News

Yeah, Maybe the MBTA Needs Some Help from the Feds

Couldn't hurt to have an extra set of eyes on...all this.


orange line derailment

T officials inspecting the derailment of the Orange Line T train just outside the Wellington MBTA station in Medford, MA on March 16, 2021. Photo by Matthew J. Lee/The Boston Globe via Getty Images

It’s the transit news heard around Boston and beyond: The feds have heard enough, and are launching an investigation into safety protocols at the MBTA.

This marks only the second time the Federal Transit Authority has done such a thing in a decade, and the revelation comes in the wake of a series of dangerous mishaps on the T, among them several derailments, the hellish escalator incident we all remember, and the fatal Red Line door malfunction just a few weeks ago.

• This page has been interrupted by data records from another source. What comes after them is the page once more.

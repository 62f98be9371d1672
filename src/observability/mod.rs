pub mod metrics;
pub mod monitor;

pub use metrics::{MetricsSnapshot, RunMetrics};
pub use monitor::{BlockSummary, ConsoleMonitor, MetricsMonitor, NoopMonitor, PipelineMonitor};
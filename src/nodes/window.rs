use anyhow::Result;
use chrono::{DateTime, Utc};
use ndarray::{concatenate, s, Array2, Axis};
use serde::Deserialize;
use serde_json::Value;

use crate::core::block::offset_timestamp;
use crate::core::stage::{require_input, single_output};
use crate::core::{Block, Metadata, Stage, StageInputs, StageOutputs};
use crate::error::{PipelineError, StageError};

/// Window and hop lengths, either fixed in samples or derived from the
/// first observed sample rate.
#[derive(Debug, Clone, Copy, PartialEq)]
enum WindowLength {
    Samples { window: usize, hop: usize },
    Seconds { window: f64, hop: f64 },
}

impl WindowLength {
    fn in_samples(&self, sample_rate: f64) -> (usize, usize) {
        match *self {
            Self::Samples { window, hop } => (window, hop),
            Self::Seconds { window, hop } => (
                seconds_to_samples(window, sample_rate),
                seconds_to_samples(hop, sample_rate),
            ),
        }
    }
}

fn seconds_to_samples(seconds: f64, sample_rate: f64) -> usize {
    ((seconds * sample_rate).round() as usize).max(1)
}

/// Relative tolerance 1e-5 plus absolute 1e-8.
fn rates_match(latched: f64, observed: f64) -> bool {
    (latched - observed).abs() <= 1e-8 + 1e-5 * observed.abs()
}

/// Values fixed by the first block of an accumulation epoch
#[derive(Debug, Clone)]
struct Latched {
    sample_rate: f64,
    window_samples: usize,
    hop_samples: usize,
    initial_timestamp: DateTime<Utc>,
    base_metadata: Metadata,
}

/// A completed window, ready to be wrapped in a block
struct Emitted {
    values: Array2<f64>,
    offset_samples: usize,
}

/// Cross-block sample accumulator shared by the windowing stages.
///
/// Empty until the first push latches the sample rate and sizes. Each push
/// appends rows; once at least `window_samples` rows are buffered, the first
/// window is emitted and the buffer advances by one hop. At most one window
/// is emitted per push. When the hop is longer than the buffered rows, the
/// remainder of the hop is skipped from the next incoming samples so window
/// `i` always starts at absolute sample `i * hop_samples`.
///
/// A sample-rate drift poisons the accumulator: every later push returns
/// the same error until `reset`.
#[derive(Debug, Default)]
struct WindowAccumulator {
    latched: Option<Latched>,
    failed: Option<StageError>,
    buffer: Option<Array2<f64>>,
    offset_samples: usize,
    pending_skip: usize,
}

impl WindowAccumulator {
    fn reset(&mut self) {
        *self = Self::default();
    }

    fn buffered_rows(&self) -> usize {
        self.buffer.as_ref().map_or(0, Array2::nrows)
    }

    fn push(
        &mut self,
        stage: &str,
        block: &Block,
        length: WindowLength,
    ) -> Result<Option<Emitted>, StageError> {
        if let Some(err) = &self.failed {
            return Err(err.clone());
        }

        let latched = self.latched.get_or_insert_with(|| {
            let (window_samples, hop_samples) = length.in_samples(block.sample_rate());
            Latched {
                sample_rate: block.sample_rate(),
                window_samples,
                hop_samples,
                initial_timestamp: block.timestamp(),
                base_metadata: block.metadata().clone(),
            }
        });
        if !rates_match(latched.sample_rate, block.sample_rate()) {
            let err = StageError::SampleRateDrift {
                stage: stage.to_string(),
                expected: latched.sample_rate,
                actual: block.sample_rate(),
            };
            self.failed = Some(err.clone());
            return Err(err);
        }
        let (window, hop) = (latched.window_samples, latched.hop_samples);

        let mut incoming = block.values().view();
        if self.pending_skip > 0 {
            let skip = self.pending_skip.min(incoming.nrows());
            self.pending_skip -= skip;
            incoming = incoming.slice_move(s![skip.., ..]);
        }

        if incoming.nrows() > 0 {
            let grown = match self.buffer.take() {
                None => incoming.to_owned(),
                Some(buffer) => concatenate(Axis(0), &[buffer.view(), incoming]).map_err(|e| {
                    StageError::InvalidInput {
                        stage: stage.to_string(),
                        reason: format!("cannot append block to window buffer: {e}"),
                    }
                })?,
            };
            self.buffer = Some(grown);
        }

        let rows = self.buffered_rows();
        if rows < window {
            return Ok(None);
        }
        let Some(buffer) = self.buffer.take() else {
            return Ok(None);
        };

        let emitted = Emitted {
            values: buffer.slice(s![..window, ..]).to_owned(),
            offset_samples: self.offset_samples,
        };

        let trim = hop.min(rows);
        self.pending_skip = hop - trim;
        self.offset_samples += hop;
        if trim < rows {
            self.buffer = Some(buffer.slice(s![trim.., ..]).to_owned());
        }

        Ok(Some(emitted))
    }

    /// Wraps an emitted window in a block stamped relative to the first block.
    fn window_block(&self, emitted: Emitted, current: &Block) -> Result<Block> {
        let latched = self
            .latched
            .as_ref()
            .ok_or_else(|| anyhow::anyhow!("window emitted before sample rate was latched"))?;

        let mut metadata = latched.base_metadata.clone();
        metadata.extend(current.metadata().clone());
        metadata.insert("window_size".to_string(), latched.window_samples.into());
        metadata.insert("hop_size".to_string(), latched.hop_samples.into());
        metadata.insert("window_offset".to_string(), emitted.offset_samples.into());
        metadata.insert(
            "slice".to_string(),
            serde_json::json!([
                emitted.offset_samples,
                emitted.offset_samples + latched.window_samples,
                1
            ]),
        );

        let timestamp = offset_timestamp(
            latched.initial_timestamp,
            emitted.offset_samples,
            latched.sample_rate,
        );
        Ok(Block::new(emitted.values, latched.sample_rate, timestamp)?.with_metadata(metadata))
    }
}

/// Emits fixed-length windows counted in samples.
#[derive(Debug)]
pub struct WindowBuffer {
    name: String,
    requires: Vec<String>,
    produces: Vec<String>,
    window_size: usize,
    hop_size: usize,
    state: WindowAccumulator,
}

#[derive(Debug, Deserialize)]
struct WindowBufferConfig {
    input: String,
    output: Option<String>,
    window_size: usize,
    hop_size: Option<usize>,
}

impl WindowBuffer {
    /// `output` defaults to `"<input>_window"`, `hop_size` to `window_size`.
    pub fn new(
        input: &str,
        output: Option<&str>,
        window_size: usize,
        hop_size: Option<usize>,
    ) -> Result<Self, PipelineError> {
        if window_size == 0 {
            return Err(PipelineError::InvalidConfig(
                "window_size must be positive".to_string(),
            ));
        }
        if hop_size == Some(0) {
            return Err(PipelineError::InvalidConfig(
                "hop_size must be positive when provided".to_string(),
            ));
        }

        let output = output.map_or_else(|| format!("{input}_window"), str::to_string);
        Ok(Self {
            name: "WindowBuffer".to_string(),
            requires: vec![input.to_string()],
            produces: vec![output],
            window_size,
            hop_size: hop_size.unwrap_or(window_size),
            state: WindowAccumulator::default(),
        })
    }

    pub fn from_config(config: &Value) -> Result<Self, PipelineError> {
        let cfg: WindowBufferConfig = serde_json::from_value(config.clone())?;
        Self::new(&cfg.input, cfg.output.as_deref(), cfg.window_size, cfg.hop_size)
    }

    pub fn with_name(mut self, name: impl Into<String>) -> Self {
        self.name = name.into();
        self
    }

    pub fn window_size(&self) -> usize {
        self.window_size
    }

    pub fn hop_size(&self) -> usize {
        self.hop_size
    }

    /// Rows currently waiting for the next window
    pub fn buffered_rows(&self) -> usize {
        self.state.buffered_rows()
    }
}

impl Stage for WindowBuffer {
    fn name(&self) -> &str {
        &self.name
    }

    fn requires(&self) -> &[String] {
        &self.requires
    }

    fn produces(&self) -> &[String] {
        &self.produces
    }

    fn reset(&mut self) {
        self.state.reset();
    }

    fn process(&mut self, inputs: &StageInputs) -> Result<StageOutputs> {
        let block = require_input(&self.name, inputs, &self.requires[0])?;
        let length = WindowLength::Samples {
            window: self.window_size,
            hop: self.hop_size,
        };

        match self.state.push(&self.name, block, length)? {
            None => Ok(StageOutputs::new()),
            Some(emitted) => {
                let window = self.state.window_block(emitted, block)?;
                Ok(single_output(&self.produces[0], window))
            }
        }
    }
}

/// Emits windows whose length and hop are given in seconds.
///
/// Sizes are converted to samples with the sample rate of the first block
/// after a reset (rounded, at least one sample).
#[derive(Debug)]
pub struct SlidingWindow {
    name: String,
    requires: Vec<String>,
    produces: Vec<String>,
    window_seconds: f64,
    hop_seconds: f64,
    state: WindowAccumulator,
}

#[derive(Debug, Deserialize)]
struct SlidingWindowConfig {
    input: String,
    output: String,
    window_seconds: f64,
    hop_seconds: f64,
}

impl SlidingWindow {
    pub fn new(
        input: &str,
        output: &str,
        window_seconds: f64,
        hop_seconds: f64,
    ) -> Result<Self, PipelineError> {
        let positive = |v: f64| v.is_finite() && v > 0.0;
        if !positive(window_seconds) || !positive(hop_seconds) {
            return Err(PipelineError::InvalidConfig(
                "window_seconds and hop_seconds must be positive".to_string(),
            ));
        }

        Ok(Self {
            name: "SlidingWindow".to_string(),
            requires: vec![input.to_string()],
            produces: vec![output.to_string()],
            window_seconds,
            hop_seconds,
            state: WindowAccumulator::default(),
        })
    }

    pub fn from_config(config: &Value) -> Result<Self, PipelineError> {
        let cfg: SlidingWindowConfig = serde_json::from_value(config.clone())?;
        Self::new(&cfg.input, &cfg.output, cfg.window_seconds, cfg.hop_seconds)
    }

    pub fn with_name(mut self, name: impl Into<String>) -> Self {
        self.name = name.into();
        self
    }

    /// Window and hop in samples, once a block has been seen.
    pub fn latched_sizes(&self) -> Option<(usize, usize)> {
        self.state
            .latched
            .as_ref()
            .map(|latched| (latched.window_samples, latched.hop_samples))
    }

    pub fn buffered_rows(&self) -> usize {
        self.state.buffered_rows()
    }
}

impl Stage for SlidingWindow {
    fn name(&self) -> &str {
        &self.name
    }

    fn requires(&self) -> &[String] {
        &self.requires
    }

    fn produces(&self) -> &[String] {
        &self.produces
    }

    fn reset(&mut self) {
        self.state.reset();
    }

    fn process(&mut self, inputs: &StageInputs) -> Result<StageOutputs> {
        let block = require_input(&self.name, inputs, &self.requires[0])?;
        let length = WindowLength::Seconds {
            window: self.window_seconds,
            hop: self.hop_seconds,
        };

        let Some(emitted) = self.state.push(&self.name, block, length)? else {
            return Ok(StageOutputs::new());
        };

        let window = self.state.window_block(emitted, block)?;
        let mut metadata = window.metadata().clone();
        metadata.insert("window_seconds".to_string(), self.window_seconds.into());
        metadata.insert("hop_seconds".to_string(), self.hop_seconds.into());
        Ok(single_output(
            &self.produces[0],
            window.with_metadata(metadata),
        ))
    }
}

Although this is all just now coming to light thanks to reporting in the Globe, the FTA informed the T of its plans to take on an “increased safety oversight role” and begin its safety inspection in mid-April. The T tells the paper in a statement that it has increased its safety staff in recent years, and that it “fully supports” the FTA’s probe.

Look, freak accidents happen. And on the whole, the vast, vast majority of T riders make it from A to B without coming to any grave physical harm. However! It’s pretty jarring to take in all the assorted incidents in the recent past all at once.

Most recent was the case of Robinson Lalin, the man who was dragged to his death at Broadway Station in April after getting his arm caught in a Red Line train door that the National Transportation Safety Board found was not functioning properly. Earlier, there as a Green Line crash in July that injured dozens of passengers, a Commuter Rail crash in Wilmington that killed a woman in her car after apparent “human error” involving a crossing gate, and the horrific incident on a Back Bay Station escalator that left commuters bloodied and tumbling on top of one another. And there was the case of BU professor David K. Jones, who fell to his death on a set of rusted-out metal stairs near JFK Station that had been fenced off, but sat there unrepaired for more than a year.

This, along with a steady drumbeat of derailments and other catastrophes on the T, certainly suggests to a very important constituency—people who rely on the T every day—that something is wrong.

And let’s remember, the T is still working to get ridership back up to pre-pandemic levels. If you’re trying to convince more people to get back onto trains and buses, maybe moving these issues a little higher up the food chain is a good idea.

This newly revealed investigation comes just a few years after another outside review in 2019, conducted by a panel that included a former FTA administrator, put things pretty bluntly, finding that “safety is not the priority at the T.” Now that the FTA is getting more directly involved, it may have more to offer than a report or some harsh words. The only other time it launched an investigation like this, in Washington, D.C., it ended up installing itself as an overseer of that city’s transit system for more than three years.

As MBTA Advisory Board Executive Director Brian Kane put it in an interview with the Globe this week, a move to audit the T in this way “is receivership in all but name.” And, he says, “Maybe that’s what the T needs.”